Auxmann era convinto che Bormann fosse morto quella notte, sotto il fuoco sovietico, e avrebbe ripetuto tale versione fino alla morte. Altri, però, serbando dubbi sulla bontà della testimonianza di Auxmann – uno stratagemma per aiutare il compagno a rifarsi una vita altrove, in totale sicurezza? –, avrebbero cominciato a cercarlo in tutto il mondo.
Dato per morto da Auxmann, Bormann fu ritenuto vivo, vegeto e in fuga da una lunga serie di attori, tra i quali il Tribunale di Norimberga – che, difatti, istruì a suo carico un processo in absentia –, Simon Wiesenthal – che lo cercò in America Latina –, la Central Intelligence Agency, il governo della Germania Ovest – che nel 1964 pose su di lui una taglia di 100mila marchi – e Reinhard Gehlen – ufficiale nazista, poi reinventatosi un fedelissimo dell’atlantismo, secondo il quale Bormann sarebbe stato una spia sovietica e la notte della sparizione, molto semplicemente, sarebbe partito per Mosca.
Su Bormann cala il sipario con il passare degli anni, anche perché l’incedere della Guerra fredda spinge gli Stati a destinare uomini, mezzi e risorse ad altri fini, ma nel 1972, incredibilmente, succede qualcosa di inaspettato: degli operai al lavoro in un cantiere di Berlino Ovest trovano dei resti umani. La mente degli inquirenti torna indietro di nove anni, quando un tale di nome Albert Krumnow dichiarò alla polizia di aver seppellito due corpi nei pressi dello stesso posto, l’8 maggio 1945, su ordine dei sovietici.
Gli esami condotti dai medici forensi avrebbero risolto un arcano durato quasi trent’anni, identificando quelle ossa come appartenenti a Bormann e Stumpfegger. Il numero due del Terzo Reich non era mai fuggito: era sempre rimasto a Berlino. Bormann viene dichiarato ufficialmente morto e il governo della Germania Ovest ritira la taglia. Mistero risolto. No.

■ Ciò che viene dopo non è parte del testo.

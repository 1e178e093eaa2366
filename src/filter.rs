//! Filter and gating rules: version requirements, tag/schema matching, and
//! the SQL-safety check applied before a metric or query is sent to a
//! tenant (spec.md §4.C).

use std::cmp::Ordering;

/// Comparison operator parsed out of one whitespace-separated clause of a
/// version filter expression (e.g. `>=2.00.040 <3.00`).
#[derive(Debug, Clone, Copy, PartialEq, Eq)]
enum VersionOp {
    Ge,
    Le,
    Gt,
    Lt,
    Eq,
}

fn parse_clause(raw: &str) -> Option<(VersionOp, &str)> {
    if let Some(rest) = raw.strip_prefix(">=") {
        Some((VersionOp::Ge, rest.trim()))
    } else if let Some(rest) = raw.strip_prefix("<=") {
        Some((VersionOp::Le, rest.trim()))
    } else if let Some(rest) = raw.strip_prefix('>') {
        Some((VersionOp::Gt, rest.trim()))
    } else if let Some(rest) = raw.strip_prefix('<') {
        Some((VersionOp::Lt, rest.trim()))
    } else if let Some(rest) = raw.strip_prefix('=') {
        Some((VersionOp::Eq, rest.trim()))
    } else {
        let trimmed = raw.trim();
        if trimmed.is_empty() {
            None
        } else {
            Some((VersionOp::Eq, trimmed))
        }
    }
}

/// Compares two dotted-numeric version strings component by component,
/// treating a missing trailing component as `0`. Used only when
/// `component_aware` is set; non-numeric components fall back to string
/// comparison for that component.
fn compare_components(a: &str, b: &str) -> Ordering {
    let mut a_parts = a.split('.');
    let mut b_parts = b.split('.');
    loop {
        match (a_parts.next(), b_parts.next()) {
            (None, None) => return Ordering::Equal,
            (a_part, b_part) => {
                let a_val = a_part.unwrap_or("0");
                let b_val = b_part.unwrap_or("0");
                let ordering = match (a_val.parse::<u64>(), b_val.parse::<u64>()) {
                    (Ok(a_num), Ok(b_num)) => a_num.cmp(&b_num),
                    _ => a_val.cmp(b_val),
                };
                if ordering != Ordering::Equal {
                    return ordering;
                }
            }
        }
    }
}

/// Checks a HANA version string against a requirement expression made of
/// one or more whitespace-separated clauses, all of which must hold.
///
/// Preserves the documented default behavior: plain lexicographic string
/// comparison, not numeric component comparison, so `"2.9" < "2.10"` is
/// false under the default. Pass `component_aware = true` (wired to the
/// `component_aware_versions` config flag) to compare dotted components
/// numerically instead.
pub fn check_version_requirement(version: &str, requirement: &str, component_aware: bool) -> bool {
    let requirement = requirement.trim();
    if requirement.is_empty() {
        return true;
    }
    for clause in requirement.split_whitespace() {
        let Some((op, req_version)) = parse_clause(clause) else {
            continue;
        };
        let ordering = if component_aware {
            compare_components(version, req_version)
        } else {
            version.cmp(req_version)
        };
        let satisfied = match op {
            VersionOp::Ge => ordering != Ordering::Less,
            VersionOp::Le => ordering != Ordering::Greater,
            VersionOp::Gt => ordering == Ordering::Greater,
            VersionOp::Lt => ordering == Ordering::Less,
            VersionOp::Eq => ordering == Ordering::Equal,
        };
        if !satisfied {
            return false;
        }
    }
    true
}

/// True if `slice` contains `value`, case-insensitively.
pub fn contains_string(value: &str, slice: &[String]) -> bool {
    slice.iter().any(|s| s.eq_ignore_ascii_case(value))
}

/// True if every item of `sub_slice` exists in `slice` (case-insensitive),
/// or `sub_slice` is empty. Used to gate a metric's tag filter against a
/// tenant's configured tags.
pub fn sub_slice_in_slice(sub_slice: &[String], slice: &[String]) -> bool {
    sub_slice.iter().all(|v| contains_string(v, slice))
}

/// Returns the schemas from `schema_filter` that also appear (case
/// insensitively) in the tenant's `tenant_schemas`, preserving
/// `schema_filter`'s order.
pub fn matched_schemas(schema_filter: &[String], tenant_schemas: &[String]) -> Vec<String> {
    schema_filter
        .iter()
        .filter(|schema| contains_string(schema, tenant_schemas))
        .cloned()
        .collect()
}

/// Rejects anything but a `SELECT` statement, matching the original's
/// blunt prefix check. Whitespace is trimmed first; the check is
/// case-insensitive on the leading keyword only, so this is a guard
/// against obviously wrong configuration, not a SQL parser.
pub fn validate_select_only(sql: &str) -> bool {
    let trimmed = sql.trim_start();
    trimmed.len() >= 6 && trimmed[..6].eq_ignore_ascii_case("select")
}

#[cfg(test)]
mod tests {
    use super::*;

    fn v(items: &[&str]) -> Vec<String> {
        items.iter().map(|s| s.to_string()).collect()
    }

    #[test]
    fn empty_requirement_always_passes() {
        assert!(check_version_requirement("2.00.040", "", false));
    }

    #[test]
    fn lexicographic_default_can_misorder_numerically_equal_lengths() {
        assert!(check_version_requirement("2.00.050", ">=2.00.040", false));
        assert!(!check_version_requirement("2.00.030", ">=2.00.040", false));
    }

    #[test]
    fn lexicographic_default_documented_quirk() {
        // Preserved as-is: lexicographic comparison of differing-length
        // numeric strings does not match numeric ordering.
        assert!(!check_version_requirement("2.9", ">=2.10", false));
    }

    #[test]
    fn component_aware_fixes_the_quirk() {
        assert!(check_version_requirement("2.10", ">=2.9", true));
    }

    #[test]
    fn multiple_clauses_are_all_required() {
        assert!(check_version_requirement("2.00.050", ">=2.00.040 <=2.00.060", false));
        assert!(!check_version_requirement("2.00.070", ">=2.00.040 <=2.00.060", false));
    }

    #[test]
    fn sub_slice_in_slice_empty_sublice_passes() {
        assert!(sub_slice_in_slice(&[], &v(&["prod"])));
    }

    #[test]
    fn sub_slice_in_slice_requires_every_item() {
        assert!(sub_slice_in_slice(&v(&["prod", "eu"]), &v(&["PROD", "eu", "extra"])));
        assert!(!sub_slice_in_slice(&v(&["prod", "us"]), &v(&["prod", "eu"])));
    }

    #[test]
    fn matched_schemas_preserves_filter_order() {
        let filter = v(&["sys", "app1"]);
        let tenant = v(&["APP1", "SYS", "other"]);
        assert_eq!(matched_schemas(&filter, &tenant), v(&["sys", "app1"]));
    }

    #[test]
    fn validate_select_only_rejects_non_select() {
        assert!(validate_select_only("  select * from dummy"));
        assert!(!validate_select_only("delete from t"));
        assert!(!validate_select_only("sel"));
    }
}
//! `convert` subcommand (SPEC_FULL.md §3): turns a JSON map of
//! `sql -> {enabled, hana_version_range, metrics[]}` into the TOML
//! `[[queries]]` shape `config::Config` loads. Grounded on the richer of
//! the two converter variants found in `original_source`, per spec.md
//! §9's resolution of that duplication.

use std::collections::BTreeMap;
use std::path::Path;

use serde::{Deserialize, Serialize};

use crate::config::{Config, QueryChildMetric, QueryConfig};

#[derive(Debug, Deserialize)]
struct JsonMetric {
    name: String,
    description: String,
    #[serde(default)]
    labels: Vec<String>,
    value: String,
    #[serde(default)]
    unit: String,
    #[serde(rename = "type")]
    metric_type: String,
}

#[derive(Debug, Deserialize)]
struct JsonQuery {
    enabled: bool,
    #[serde(default)]
    hana_version_range: Vec<String>,
    #[serde(default)]
    metrics: Vec<JsonMetric>,
}

/// Reads the input JSON, converts every enabled entry, and writes the
/// resulting TOML to `output`. Disabled entries are dropped silently,
/// matching the original's `if !queryConfig.Enabled { continue }`.
pub fn convert_file(input: impl AsRef<Path>, output: impl AsRef<Path>) -> anyhow::Result<()> {
    let contents = std::fs::read_to_string(input.as_ref())
        .map_err(|e| anyhow::anyhow!("reading {}: {e}", input.as_ref().display()))?;
    let parsed: BTreeMap<String, JsonQuery> = serde_json::from_str(&contents)
        .map_err(|e| anyhow::anyhow!("parsing {}: {e}", input.as_ref().display()))?;

    let queries: Vec<QueryConfig> = parsed
        .into_iter()
        .filter(|(_, q)| q.enabled)
        .map(|(sql, q)| convert_query(sql, q))
        .collect();

    let config = Config {
        queries,
        ..Config::default()
    };
    write_queries_toml(&config, output.as_ref())
}

fn convert_query(sql: String, query: JsonQuery) -> QueryConfig {
    QueryConfig {
        sql,
        schema_filter: Vec::new(),
        tag_filter: Vec::new(),
        version_filter: process_version_range(&query.hana_version_range),
        disabled: false,
        metrics: query.metrics.into_iter().map(convert_metric).collect(),
    }
}

fn convert_metric(metric: JsonMetric) -> QueryChildMetric {
    QueryChildMetric {
        name: metric.name,
        help: metric.description,
        metric_type: crate::models::MetricType::parse_lenient(&metric.metric_type),
        labels: metric.labels,
        value_column: metric.value,
        unit: metric.unit,
        disabled: false,
    }
}

/// A 1-element range becomes `>=min`; a 2-element range becomes
/// `>=min <=max` after swapping if given in reverse order; anything else
/// yields an empty filter (the original logs and falls through).
fn process_version_range(range: &[String]) -> String {
    match range.len() {
        2 => {
            let (mut min, mut max) = (range[0].clone(), range[1].clone());
            if compare_dotted(&min, &max) > 0 {
                std::mem::swap(&mut min, &mut max);
            }
            format!(">={min} <={max}")
        }
        1 => format!(">={}", range[0]),
        _ => String::new(),
    }
}

fn compare_dotted(a: &str, b: &str) -> i32 {
    let a_parts: Vec<u64> = a.split('.').filter_map(|p| p.parse().ok()).collect();
    let b_parts: Vec<u64> = b.split('.').filter_map(|p| p.parse().ok()).collect();
    for (x, y) in a_parts.iter().zip(b_parts.iter()) {
        if x > y {
            return 1;
        }
        if x < y {
            return -1;
        }
    }
    0
}

/// Minimal serializable shape for writing just the `[[queries]]` table —
/// `Config` itself isn't `Serialize`, and the converter only ever emits
/// queries, never tenants or metrics.
#[derive(Serialize)]
struct QueriesOnly<'a> {
    queries: &'a [QueryConfig],
}

fn write_queries_toml(config: &Config, output: &Path) -> anyhow::Result<()> {
    let shape = QueriesOnly { queries: &config.queries };
    let rendered = toml::to_string_pretty(&shape)
        .map_err(|e| anyhow::anyhow!("marshaling TOML: {e}"))?;
    std::fs::write(output, rendered)
        .map_err(|e| anyhow::anyhow!("writing {}: {e}", output.display()))?;
    Ok(())
}
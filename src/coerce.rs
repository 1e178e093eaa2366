//! Value coercion: normalize heterogeneous database cell values to the two
//! shapes the rest of the pipeline needs — a sample's numeric value
//! (`f64`) and a label's string value.
//!
//! The SQL backend hands back cells as a tagged union rather than via
//! reflection (see the "Dynamic typing in Row Projection" design note) so
//! that the coercion rules below are a plain match, not driver-specific
//! type-switching.

use bigdecimal::BigDecimal;
use chrono::{DateTime, NaiveDateTime, Utc};
use thiserror::Error;

/// One cell of a HANA result set, already decoded by the driver layer.
///
/// `Decimal` stands in for the arbitrary-precision value HANA returns for
/// `DECIMAL` columns. The original implementation this pipeline is modeled
/// on used Go's `math/big.Rat`; the Rust HANA driver surfaces the
/// equivalent HANA type as `bigdecimal::BigDecimal` instead, so the
/// "canonical p/q form" ToString rule becomes "canonical decimal string".
#[derive(Debug, Clone, PartialEq)]
pub enum CellValue {
    Null,
    Int64(i64),
    UInt64(u64),
    Float64(f64),
    Bytes(Vec<u8>),
    Text(String),
    Time(DateTime<Utc>),
    Decimal(BigDecimal),
}

/// Timestamp format shared by ToString, the timestamp-string fallback in
/// row projection, and the value-column timestamp check.
pub const TIMESTAMP_FORMAT: &str = "%Y-%m-%d %H:%M:%S";

#[derive(Debug, Error)]
pub enum CoerceError {
    #[error("destination pointer is nil")]
    NilDestination,
    #[error("could not parse {value:?} as a float or fraction")]
    NotNumeric { value: String },
    #[error("fraction {numerator}/{denominator} has a zero denominator")]
    ZeroDenominator { numerator: f64, denominator: f64 },
}

/// Rule 1–5 of ToFloat64 (spec.md §4.A). Never panics; callers that want
/// the "substitute 0.0 and warn" behavior should match on `Err` themselves
/// so the warning can carry metric/tenant context.
pub fn to_f64(value: &CellValue) -> Result<f64, CoerceError> {
    match value {
        CellValue::Null => Ok(0.0),
        CellValue::Int64(v) => Ok(*v as f64),
        CellValue::UInt64(v) => Ok(*v as f64),
        CellValue::Float64(v) => Ok(*v),
        CellValue::Bytes(b) => parse_fraction_or_float(&String::from_utf8_lossy(b)),
        CellValue::Text(s) => parse_fraction_or_float(s),
        CellValue::Decimal(d) => Ok(decimal_to_f64(d)),
        CellValue::Time(t) => parse_fraction_or_float(&t.format(TIMESTAMP_FORMAT).to_string()),
    }
}

/// Like [`to_f64`] but never fails — on any parse error it returns `0.0`
/// and leaves the warning to the caller via the returned flag, matching
/// the "substitute 0.0 and log a warning; the sample is still emitted"
/// rule. Returns `(value, had_error)`.
pub fn to_f64_or_zero(value: &CellValue) -> (f64, bool) {
    match to_f64(value) {
        Ok(v) => (v, false),
        Err(_) => (0.0, true),
    }
}

fn parse_fraction_or_float(raw: &str) -> Result<f64, CoerceError> {
    let trimmed = raw.trim();
    let slash_count = trimmed.matches('/').count();
    if slash_count == 1 {
        let mut parts = trimmed.splitn(2, '/');
        let numerator: f64 = parts
            .next()
            .unwrap()
            .trim()
            .parse()
            .map_err(|_| CoerceError::NotNumeric { value: raw.to_string() })?;
        let denominator: f64 = parts
            .next()
            .unwrap()
            .trim()
            .parse()
            .map_err(|_| CoerceError::NotNumeric { value: raw.to_string() })?;
        if denominator == 0.0 {
            return Err(CoerceError::ZeroDenominator { numerator, denominator });
        }
        return Ok(numerator / denominator);
    }
    trimmed
        .parse::<f64>()
        .map_err(|_| CoerceError::NotNumeric { value: raw.to_string() })
}

fn decimal_to_f64(d: &BigDecimal) -> f64 {
    // BigDecimal's Display is already the canonical decimal string; parsing
    // it back is the simplest correct widening that avoids pulling in the
    // num-traits ToPrimitive impl just for this one call site.
    d.to_string().parse().unwrap_or(0.0)
}

/// ToString (spec.md §4.A). Strings pass through unchanged; everything
/// else gets a canonical textual form.
pub fn to_string_lossy(value: &CellValue) -> String {
    match value {
        CellValue::Null => String::new(),
        CellValue::Text(s) => s.clone(),
        CellValue::Bytes(b) => String::from_utf8_lossy(b).into_owned(),
        CellValue::Time(t) => t.format(TIMESTAMP_FORMAT).to_string(),
        CellValue::Decimal(d) => d.to_string(),
        CellValue::Int64(v) => v.to_string(),
        CellValue::UInt64(v) => v.to_string(),
        // Display, not Debug: Go's `%v` on a float64 prints the shortest
        // round-tripping form with no forced decimal point, same as Rust's
        // f64 Display (Debug always keeps the `.0`).
        CellValue::Float64(v) => format!("{v}"),
    }
}

/// Parses a timestamp formatted exactly as [`TIMESTAMP_FORMAT`], returning
/// Unix seconds. Used by row projection's value-column timestamp check.
pub fn parse_timestamp_seconds(raw: &str) -> Option<f64> {
    NaiveDateTime::parse_from_str(raw.trim(), TIMESTAMP_FORMAT)
        .ok()
        .map(|naive| naive.and_utc().timestamp() as f64)
}

/// Scan-equivalent destination for a raw cell: the driver layer's answer to
/// the original implementation's custom `sql.Scanner`. Rather than
/// reflecting over arbitrary Go values, callers hand it an already-tagged
/// [`CellValue`] and it normalizes into an owned byte buffer, matching the
/// "%g with up to 17 significant digits" rule for decimals and the
/// passthrough rule for raw bytes.
#[derive(Debug, Default, Clone, PartialEq, Eq)]
pub struct RawCell(pub Vec<u8>);

impl RawCell {
    /// Mirrors the original `PlainData.Scan`: decimals render with up to 17
    /// significant digits, byte sequences are copied verbatim, and
    /// everything else falls back to the same formatting ToString uses for
    /// numbers. `dest` standing in for a nil destination pointer is the one
    /// documented failure mode.
    pub fn scan(dest: Option<&mut RawCell>, src: &CellValue) -> Result<(), CoerceError> {
        let dest = dest.ok_or(CoerceError::NilDestination)?;
        dest.0 = match src {
            CellValue::Decimal(d) => format_significant(d).into_bytes(),
            CellValue::Bytes(b) => b.clone(),
            other => to_string_lossy(other).into_bytes(),
        };
        Ok(())
    }
}

fn format_significant(d: &BigDecimal) -> String {
    // Go's `%g` with 17 significant digits picks whichever of %e/%f is
    // shorter; Rust's default f64 Display already produces the shortest
    // round-tripping decimal representation, which is a close match.
    format!("{}", decimal_to_f64(d))
}
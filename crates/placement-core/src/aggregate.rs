//! Grouping and aggregation over an uploaded table.

use std::collections::BTreeMap;

use placement_model::{
    AggregationResult, CellValue, ColumnBinding, CountRow, KeyNormalization, MeanRow,
    UploadedTable,
};

use crate::error::{AnalyticsError, Result};

/// Hashable identity of a grouping key.
///
/// Floats compare by bit pattern with `-0.0` folded into `0.0`; an integer
/// and a float with the same magnitude stay distinct keys, as do `1` and
/// `"1"`.
#[derive(Debug, Clone, PartialEq, Eq, PartialOrd, Ord)]
enum GroupKey {
    Bool(bool),
    Int(i64),
    Float(u64),
    Text(String),
}

impl GroupKey {
    fn from_cell(value: &CellValue) -> Option<Self> {
        match value {
            CellValue::Empty => None,
            CellValue::Bool(v) => Some(Self::Bool(*v)),
            CellValue::Int(v) => Some(Self::Int(*v)),
            CellValue::Float(v) => {
                let v = if *v == 0.0 { 0.0 } else { *v };
                Some(Self::Float(v.to_bits()))
            }
            CellValue::Text(v) => Some(Self::Text(v.clone())),
        }
    }
}

/// Per-key accumulator for one site or field.
#[derive(Debug, Default)]
struct Tally {
    count: usize,
    score_sum: f64,
    score_samples: usize,
}

/// Groups in first-encountered order.
#[derive(Debug, Default)]
struct Groups {
    index: BTreeMap<GroupKey, usize>,
    entries: Vec<(CellValue, Tally)>,
}

impl Groups {
    fn tally(&mut self, key: CellValue) -> Option<&mut Tally> {
        let group_key = GroupKey::from_cell(&key)?;
        let slot = match self.index.get(&group_key) {
            Some(slot) => *slot,
            None => {
                let slot = self.entries.len();
                self.index.insert(group_key, slot);
                self.entries.push((key, Tally::default()));
                slot
            }
        };
        Some(&mut self.entries[slot].1)
    }

    fn into_counts(self) -> Vec<CountRow> {
        let mut rows: Vec<CountRow> = self
            .entries
            .into_iter()
            .map(|(key, tally)| CountRow {
                key,
                count: tally.count,
            })
            .collect();
        // Stable: ties keep first-encountered order.
        rows.sort_by(|a, b| b.count.cmp(&a.count));
        rows
    }

    fn means(&self) -> Vec<MeanRow> {
        let mut rows: Vec<MeanRow> = self
            .entries
            .iter()
            .filter(|(_, tally)| tally.score_samples > 0)
            .map(|(key, tally)| MeanRow {
                key: key.clone(),
                mean: tally.score_sum / tally.score_samples as f64,
                samples: tally.score_samples,
            })
            .collect();
        rows.sort_by(|a, b| b.mean.total_cmp(&a.mean));
        rows
    }
}

fn column_index(table: &UploadedTable, column: &str) -> Result<usize> {
    table
        .column_index(column)
        .ok_or_else(|| AnalyticsError::ColumnNotFound {
            column: column.to_string(),
        })
}

/// Builds the three summary tables for a bound table.
///
/// - `by_site` / `by_field`: rows per key, count descending.
/// - `score_avg`: mean of numeric scores per site, mean descending; empty
///   when the binding has no score column.
///
/// Rows with an empty key are not counted. Score cells that are empty or
/// non-numeric are left out of both the sum and the sample count.
pub fn aggregate(
    table: &UploadedTable,
    binding: &ColumnBinding,
    normalization: KeyNormalization,
) -> Result<AggregationResult> {
    let site_idx = column_index(table, &binding.site_column)?;
    let field_idx = column_index(table, &binding.field_column)?;
    let score_idx = binding
        .score_column
        .as_deref()
        .map(|column| column_index(table, column))
        .transpose()?;

    let mut sites = Groups::default();
    let mut fields = Groups::default();

    for row in table.rows() {
        if let Some(site) = sites.tally(normalization.apply(&row[site_idx])) {
            site.count += 1;
            if let Some(score) = score_idx.and_then(|idx| row[idx].as_number()) {
                site.score_sum += score;
                site.score_samples += 1;
            }
        }
        if let Some(field) = fields.tally(normalization.apply(&row[field_idx])) {
            field.count += 1;
        }
    }

    let score_avg = if score_idx.is_some() {
        sites.means()
    } else {
        Vec::new()
    };

    Ok(AggregationResult {
        by_site: sites.into_counts(),
        by_field: fields.into_counts(),
        score_avg,
    })
}
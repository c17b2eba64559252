//! Resolved column roles for an uploaded table.

use std::fmt;

use serde::{Deserialize, Serialize};

/// Semantic role a header can play in the analytics pipeline.
#[derive(Debug, Clone, Copy, PartialEq, Eq, Hash, PartialOrd, Ord, Serialize, Deserialize)]
#[serde(rename_all = "snake_case")]
pub enum ColumnRole {
    /// Placement location or organization. Required.
    Site,
    /// Subject-matter specialization. Falls back to the site column.
    Field,
    /// Numeric match-quality percentage. Optional.
    Score,
}

impl ColumnRole {
    pub const ALL: [ColumnRole; 3] = [Self::Site, Self::Field, Self::Score];

    #[must_use]
    pub const fn as_str(&self) -> &'static str {
        match self {
            Self::Site => "site",
            Self::Field => "field",
            Self::Score => "score",
        }
    }
}

impl fmt::Display for ColumnRole {
    fn fmt(&self, f: &mut fmt::Formatter<'_>) -> fmt::Result {
        f.write_str(self.as_str())
    }
}

/// Header names bound to each role.
#[derive(Debug, Clone, PartialEq, Eq, Serialize, Deserialize)]
pub struct ColumnBinding {
    pub site_column: String,
    pub field_column: String,
    #[serde(default, skip_serializing_if = "Option::is_none")]
    pub score_column: Option<String>,
}

impl ColumnBinding {
    /// Binding with only a site column; field falls back to site, no score.
    pub fn site_only(site_column: impl Into<String>) -> Self {
        let site_column = site_column.into();
        Self {
            field_column: site_column.clone(),
            site_column,
            score_column: None,
        }
    }

    /// True when no field-like header was found and the site column is reused.
    pub fn field_is_fallback(&self) -> bool {
        self.field_column == self.site_column
    }

    pub fn column_for(&self, role: ColumnRole) -> Option<&str> {
        match role {
            ColumnRole::Site => Some(&self.site_column),
            ColumnRole::Field => Some(&self.field_column),
            ColumnRole::Score => self.score_column.as_deref(),
        }
    }
}
//! Placement analytics CLI.

use std::io::{self, IsTerminal};

use clap::{ColorChoice, Parser};
use tracing::level_filters::LevelFilter;

use placement_cli::cli::{Cli, Command, LogFormatArg, LogLevelArg};
use placement_cli::commands::{run_aliases, run_analyze, run_dashboard};
use placement_cli::logging::{LogConfig, LogFormat, init_logging};
use placement_cli::summary::{print_notices, render_dashboard};
use placement_portal::EnvConfig;

fn main() {
    let cli = Cli::parse();
    cli.color.write_global();
    let log_config = log_config_from_cli(&cli);
    if let Err(error) = init_logging(&log_config) {
        eprintln!("error: failed to initialize logging: {error}");
        std::process::exit(1);
    }
    let result = match &cli.command {
        Command::Analyze(args) => run_analyze(args, &EnvConfig),
        Command::Aliases => run_aliases(),
        Command::Dashboard(args) => run_dashboard(args, &EnvConfig).map(|dashboard| {
            print!("{}", render_dashboard(&dashboard));
            print_notices(&dashboard);
        }),
    };
    let exit_code = match result {
        Ok(()) => 0,
        Err(error) => {
            eprintln!("error: {error:#}");
            1
        }
    };
    std::process::exit(exit_code);
}

/// Build logging configuration from CLI flags with consistent precedence.
fn log_config_from_cli(cli: &Cli) -> LogConfig {
    let mut config = LogConfig {
        level_filter: cli.verbosity.tracing_level_filter(),
        log_data: cli.log_data,
        ..LogConfig::default()
    };
    config.use_env_filter = !(cli.verbosity.is_present() || cli.log_level.is_some());
    if let Some(level) = cli.log_level {
        config.level_filter = match level {
            LogLevelArg::Error => LevelFilter::ERROR,
            LogLevelArg::Warn => LevelFilter::WARN,
            LogLevelArg::Info => LevelFilter::INFO,
            LogLevelArg::Debug => LevelFilter::DEBUG,
            LogLevelArg::Trace => LevelFilter::TRACE,
        };
    }
    config.format = match cli.log_format {
        LogFormatArg::Pretty => LogFormat::Pretty,
        LogFormatArg::Compact => LogFormat::Compact,
        LogFormatArg::Json => LogFormat::Json,
    };
    config.log_file = cli.log_file.clone();
    config.with_ansi = match cli.color.color {
        ColorChoice::Always => true,
        ColorChoice::Never => false,
        ColorChoice::Auto => cli.log_file.is_none() && io::stderr().is_terminal(),
    };
    config
}
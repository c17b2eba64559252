//! Table-dictionary form of the summary tables.
//!
//! Rows are JSON objects keyed by the real column names of the upload, so a
//! template can render them the same way whatever aliases the file used.

use serde::Serialize;
use serde_json::{Map, Value};

use placement_model::{AggregationResult, CellValue, ColumnBinding, CountRow, MeanRow};

/// Name of the aggregate column in count tables.
pub const COUNT_COLUMN: &str = "count";

/// Column names shown as table headings.
#[derive(Debug, Clone, PartialEq, Serialize)]
pub struct ColumnsView {
    pub site: String,
    pub field: String,
    #[serde(skip_serializing_if = "Option::is_none")]
    pub score: Option<String>,
}

/// The three summary tables as lists of row objects.
#[derive(Debug, Clone, PartialEq, Serialize)]
pub struct TablesView {
    pub cols: ColumnsView,
    pub by_site: Vec<Map<String, Value>>,
    pub by_field: Vec<Map<String, Value>>,
    pub score_avg: Vec<Map<String, Value>>,
}

impl TablesView {
    pub fn from_result(binding: &ColumnBinding, result: &AggregationResult) -> Self {
        let score_column = binding.score_column.clone();
        let mean_column = score_column.as_deref().unwrap_or("score");
        Self {
            cols: ColumnsView {
                site: binding.site_column.clone(),
                field: binding.field_column.clone(),
                score: score_column.clone(),
            },
            by_site: count_rows(&binding.site_column, &result.by_site),
            by_field: count_rows(&binding.field_column, &result.by_field),
            score_avg: result
                .score_avg
                .iter()
                .map(|row| mean_row(&binding.site_column, mean_column, row))
                .collect(),
        }
    }
}

fn count_rows(column: &str, rows: &[CountRow]) -> Vec<Map<String, Value>> {
    rows.iter()
        .map(|row| {
            let mut object = Map::new();
            object.insert(column.to_string(), cell_json(&row.key));
            object.insert(COUNT_COLUMN.to_string(), Value::from(row.count));
            object
        })
        .collect()
}

fn mean_row(site_column: &str, mean_column: &str, row: &MeanRow) -> Map<String, Value> {
    let mut object = Map::new();
    object.insert(site_column.to_string(), cell_json(&row.key));
    object.insert(mean_column.to_string(), Value::from(row.mean));
    object
}

fn cell_json(value: &CellValue) -> Value {
    serde_json::to_value(value).unwrap_or(Value::Null)
}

Al termine della guerra fredda, il Paraguay rese di pubblico dominio gli archivi del terrore relativi agli anni bui della dittatura militare di Alfredo Stroessner. E quegli archivi avrebbero riaperto la questione Bormann, gettando nuove ombre su quel ritrovamento apparentemente fortuito e, soprattutto, sul suo effettivo destino nel dopoguerra. Perché secondo quegli archivi, compilati con scrupolo e dovizia di particolari, Bormann avrebbe vissuto ad Asunción fino alla morte, avvenuta nel 1959 a causa di un cancro. Qualcuno, in pratica, ne avrebbe traslato la salma in Germania in gran segreto, orchestrandone lo scenico rinvenimento, allo scopo di insabbiare la verità.
L’apertura degli archivi del terrore avrebbe raggelato l’opinione pubblica tedesca, e non soltanto per aver riscritto ex novo il fato del nazista più ricercato del pianeta. Secondo gli agenti di Stroessner, invero, i servizi segreti della Germania Ovest sarebbero stati a conoscenza della nuova vita del fuggitivo.
La tesi paraguayana, per quanto suffragata da evidenze documentali, continua a godere di poco riconoscimento da parte della storiografia tradizionale. Chi la sostiene, invero, viene tacciato rapidamente di fare dietrologia, di alimentare un cospirazionismo disutile alla ricerca storica. Chi accusa, però, dimentica, ignora, non conosce, o peggio sottovaluta, l’importanza di un elemento-chiave all’interno della storia del ritrovamento: la presenza di un’argilla ferruginosa, tipica di sedimentazioni riscontrabili principalmente nelle terre paraguayane, sulle ossa di Bormann, il nazista fantasma che sarebbe riuscito a burlare i suoi nemici anche dopo la morte.